Implementing SSL in MQTT Android connection

Question

I have a question related to the use of MQTT protocol in Android environment. We are developing an Android application and using com.ibm.micro.client.mqttv3_7.5.0.0.jar MQTT client library in order to send push notifications to Android devices. My question is about SSL connection. In desktop applications, we copy our .keystore file in a proper location and refer to it as follows;

public Properties getSSLSettings() {
    final Properties properties = new Properties();
    properties.setProperty("com.ibm.ssl.keyStore",
        "C:/BKSKeystore/mqttclientkeystore.keystore");
    properties.setProperty("com.ibm.ssl.keyStoreType", "BKS");
    properties.setProperty("com.ibm.ssl.keyStorePassword", "passphrase");
    properties.setProperty("com.ibm.ssl.trustStore",
        "C:/BKSKeystore/mqttclienttrust.keystore");
    properties.setProperty("com.ibm.ssl.trustStoreType", "BKS");
    properties.setProperty("com.ibm.ssl.trustStorePassword", "passphrase ");

    return properties;
}

Above code works perfectly to get SSL settings. We implemented this code also in Android, but it is very clear that holding .keystore file(s) inside the device is not secure at all.
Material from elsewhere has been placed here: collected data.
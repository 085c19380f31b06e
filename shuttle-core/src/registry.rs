//! Tracked file registry.
//!
//! # Storage layout
//!
//! ```text
//! ~/.shuttle/
//!   tracked_files.txt   (newline-delimited absolute paths, sorted, UTF-8, mode 0600)
//! ```
//!
//! # Persistence rules
//!
//! - Every mutation is written (temp sibling + `rename`) *before* the
//!   in-memory set changes, so a crash never exposes a half-applied registry.
//! - Writes union the in-memory set with what is already on disk; only an
//!   explicit [`TrackedFileRegistry::remove`] shrinks the record.
//! - [`TrackedFileRegistry::load`] merges the record into memory, never drops
//!   entries.

use std::collections::{BTreeMap, BTreeSet};
use std::io::ErrorKind;
use std::path::{Path, PathBuf};
use std::sync::{Arc, Mutex, MutexGuard};

use chrono::{DateTime, Utc};

use crate::error::{io_err, RegistryError};
use crate::paths;
use crate::types::{blob_key, TrackedFile};

/// Registry handle shared by the watcher, the reconciler and the orchestrator.
pub type SharedRegistry = Arc<Mutex<TrackedFileRegistry>>;

#[derive(Debug)]
pub struct TrackedFileRegistry {
    record_path: PathBuf,
    files: BTreeMap<PathBuf, TrackedFile>,
}

impl TrackedFileRegistry {
    /// Open the registry recorded at `record_path`, loading any persisted entries.
    pub fn open(record_path: impl Into<PathBuf>) -> Result<Self, RegistryError> {
        let mut registry = Self {
            record_path: record_path.into(),
            files: BTreeMap::new(),
        };
        registry.load()?;
        Ok(registry)
    }

    /// Open `<home>/.shuttle/tracked_files.txt`.
    pub fn open_at(home: &Path) -> Result<Self, RegistryError> {
        Self::open(paths::registry_path(home))
    }

    /// `open_at` convenience wrapper.
    pub fn open_default() -> Result<Self, RegistryError> {
        let home = dirs::home_dir().ok_or(RegistryError::HomeNotFound)?;
        Self::open_at(&home)
    }

    pub fn into_shared(self) -> SharedRegistry {
        Arc::new(Mutex::new(self))
    }

    pub fn record_path(&self) -> &Path {
        &self.record_path
    }

    /// Merge the persisted record into memory. Returns how many entries were new.
    pub fn load(&mut self) -> Result<usize, RegistryError> {
        let persisted = read_record(&self.record_path)?;
        let mut added = 0;
        for path in persisted {
            if !self.files.contains_key(&path) {
                self.files.insert(path.clone(), TrackedFile::new(path));
                added += 1;
            }
        }
        Ok(added)
    }

    /// Write the in-memory set, unioned with whatever is already on disk.
    pub fn persist(&self) -> Result<(), RegistryError> {
        let mut merged = read_record(&self.record_path)?;
        merged.extend(self.files.keys().cloned());
        write_record(&self.record_path, &merged)
    }

    /// Start tracking `path`.
    ///
    /// Fails with [`RegistryError::InvalidPath`] unless `path` is an existing
    /// regular file, with [`RegistryError::Unrecordable`] if its name cannot be
    /// written as one record line, and with [`RegistryError::AlreadyTracked`]
    /// on duplicates.
    pub fn add(&mut self, path: &Path) -> Result<&TrackedFile, RegistryError> {
        let path = absolute(path)?;
        if !path.is_file() {
            return Err(RegistryError::InvalidPath { path });
        }
        if !fits_record(&path) {
            return Err(RegistryError::Unrecordable { path });
        }
        if self.files.contains_key(&path) {
            return Err(RegistryError::AlreadyTracked { path });
        }

        let mut next = read_record(&self.record_path)?;
        next.extend(self.files.keys().cloned());
        next.insert(path.clone());
        write_record(&self.record_path, &next)?;

        self.merge_paths(next);
        Ok(&self.files[&path])
    }

    /// Like [`add`](Self::add) but treats an already-tracked path as success.
    pub fn ensure(&mut self, path: &Path) -> Result<bool, RegistryError> {
        match self.add(path) {
            Ok(_) => Ok(true),
            Err(RegistryError::AlreadyTracked { .. }) => Ok(false),
            Err(err) => Err(err),
        }
    }

    /// Stop tracking `path`.
    pub fn remove(&mut self, path: &Path) -> Result<TrackedFile, RegistryError> {
        let path = absolute(path)?;
        if !self.files.contains_key(&path) {
            return Err(RegistryError::NotFound { path });
        }

        let mut next = read_record(&self.record_path)?;
        next.extend(self.files.keys().cloned());
        next.remove(&path);
        write_record(&self.record_path, &next)?;

        let removed = self
            .files
            .remove(&path)
            .ok_or_else(|| RegistryError::NotFound { path: path.clone() })?;
        self.merge_paths(next);
        Ok(removed)
    }

    pub fn snapshot(&self) -> BTreeSet<PathBuf> {
        self.files.keys().cloned().collect()
    }

    pub fn get(&self, path: &Path) -> Option<&TrackedFile> {
        self.files.get(path)
    }

    pub fn contains(&self, path: &Path) -> bool {
        self.files.contains_key(path)
    }

    pub fn len(&self) -> usize {
        self.files.len()
    }

    pub fn is_empty(&self) -> bool {
        self.files.is_empty()
    }

    pub fn iter(&self) -> impl Iterator<Item = &TrackedFile> {
        self.files.values()
    }

    /// Map an observed path onto a tracked path: exact match first, then a
    /// base-name match (editors that save via temp file + rename).
    pub fn resolve(&self, path: &Path) -> Option<PathBuf> {
        if self.files.contains_key(path) {
            return Some(path.to_path_buf());
        }
        let key = blob_key(path)?;
        self.find_by_key(&key)
    }

    /// First tracked path whose base name equals `key`.
    pub fn find_by_key(&self, key: &str) -> Option<PathBuf> {
        self.files
            .keys()
            .find(|tracked| blob_key(tracked).as_deref() == Some(key))
            .cloned()
    }

    /// Remember the timestamps observed on a successful transfer.
    /// Returns `false` if `path` is not tracked.
    pub fn record_sync(
        &mut self,
        path: &Path,
        local: Option<DateTime<Utc>>,
        remote: Option<DateTime<Utc>>,
    ) -> bool {
        match self.files.get_mut(path) {
            Some(entry) => {
                entry.last_known_local_mtime = local;
                entry.last_known_remote_mtime = remote;
                true
            }
            None => false,
        }
    }

    fn merge_paths(&mut self, paths: BTreeSet<PathBuf>) {
        for path in paths {
            self.files
                .entry(path.clone())
                .or_insert_with(|| TrackedFile::new(path));
        }
    }
}

/// Lock a [`SharedRegistry`], recovering the guard if a holder panicked.
pub fn lock(registry: &SharedRegistry) -> MutexGuard<'_, TrackedFileRegistry> {
    registry.lock().unwrap_or_else(|poisoned| poisoned.into_inner())
}

// ---------------------------------------------------------------------------
// Record file
// ---------------------------------------------------------------------------

/// Read the record at `path`; a missing file is an empty set.
pub fn read_record(path: &Path) -> Result<BTreeSet<PathBuf>, RegistryError> {
    let contents = match std::fs::read_to_string(path) {
        Ok(contents) => contents,
        Err(err) if err.kind() == ErrorKind::NotFound => return Ok(BTreeSet::new()),
        Err(err) => return Err(io_err(path, err)),
    };
    // Only the line terminator is stripped: names may end in whitespace.
    Ok(contents
        .lines()
        .filter(|line| !line.trim().is_empty())
        .map(PathBuf::from)
        .collect())
}

/// Atomically write `entries` to `path`: serialize → temp sibling → `chmod 0600` → `rename`.
pub fn write_record(path: &Path, entries: &BTreeSet<PathBuf>) -> Result<(), RegistryError> {
    if let Some(parent) = path.parent() {
        std::fs::create_dir_all(parent).map_err(|e| io_err(parent, e))?;
    }

    let mut contents = String::new();
    for entry in entries {
        contents.push_str(&entry.to_string_lossy());
        contents.push('\n');
    }

    let tmp = paths::tmp_sibling(path);
    std::fs::write(&tmp, contents).map_err(|e| io_err(&tmp, e))?;
    set_file_permissions(&tmp)?;
    if let Err(err) = std::fs::rename(&tmp, path) {
        let _ = std::fs::remove_file(&tmp);
        return Err(io_err(path, err));
    }
    Ok(())
}

// ---------------------------------------------------------------------------
// Private helpers
// ---------------------------------------------------------------------------

/// One record line per path: UTF-8 with no line breaks.
fn fits_record(path: &Path) -> bool {
    path.to_str().is_some_and(|s| !s.contains(['\n', '\r']))
}

fn absolute(path: &Path) -> Result<PathBuf, RegistryError> {
    std::path::absolute(path).map_err(|e| io_err(path, e))
}

#[cfg(unix)]
fn set_file_permissions(path: &Path) -> Result<(), RegistryError> {
    use std::os::unix::fs::PermissionsExt;
    std::fs::set_permissions(path, std::fs::Permissions::from_mode(0o600))
        .map_err(|e| io_err(path, e))
}
#[cfg(not(unix))]
fn set_file_permissions(_path: &Path) -> Result<(), RegistryError> {
    Ok(())
}

// ---------------------------------------------------------------------------
// Unit tests
// ---------------------------------------------------------------------------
My question is, is there any other alternative to implement SSL connection without storing .keystore file(s) inside device' s internal or external storages?

Answer 1

In later versions of android you can access the device's keystore using KeyChain to provide access to private keys. For the trust store using the device's trust store works fine, which android uses by default for SSL connections. Also IBM have a messaging community which has information on using their libraries on mobile devices.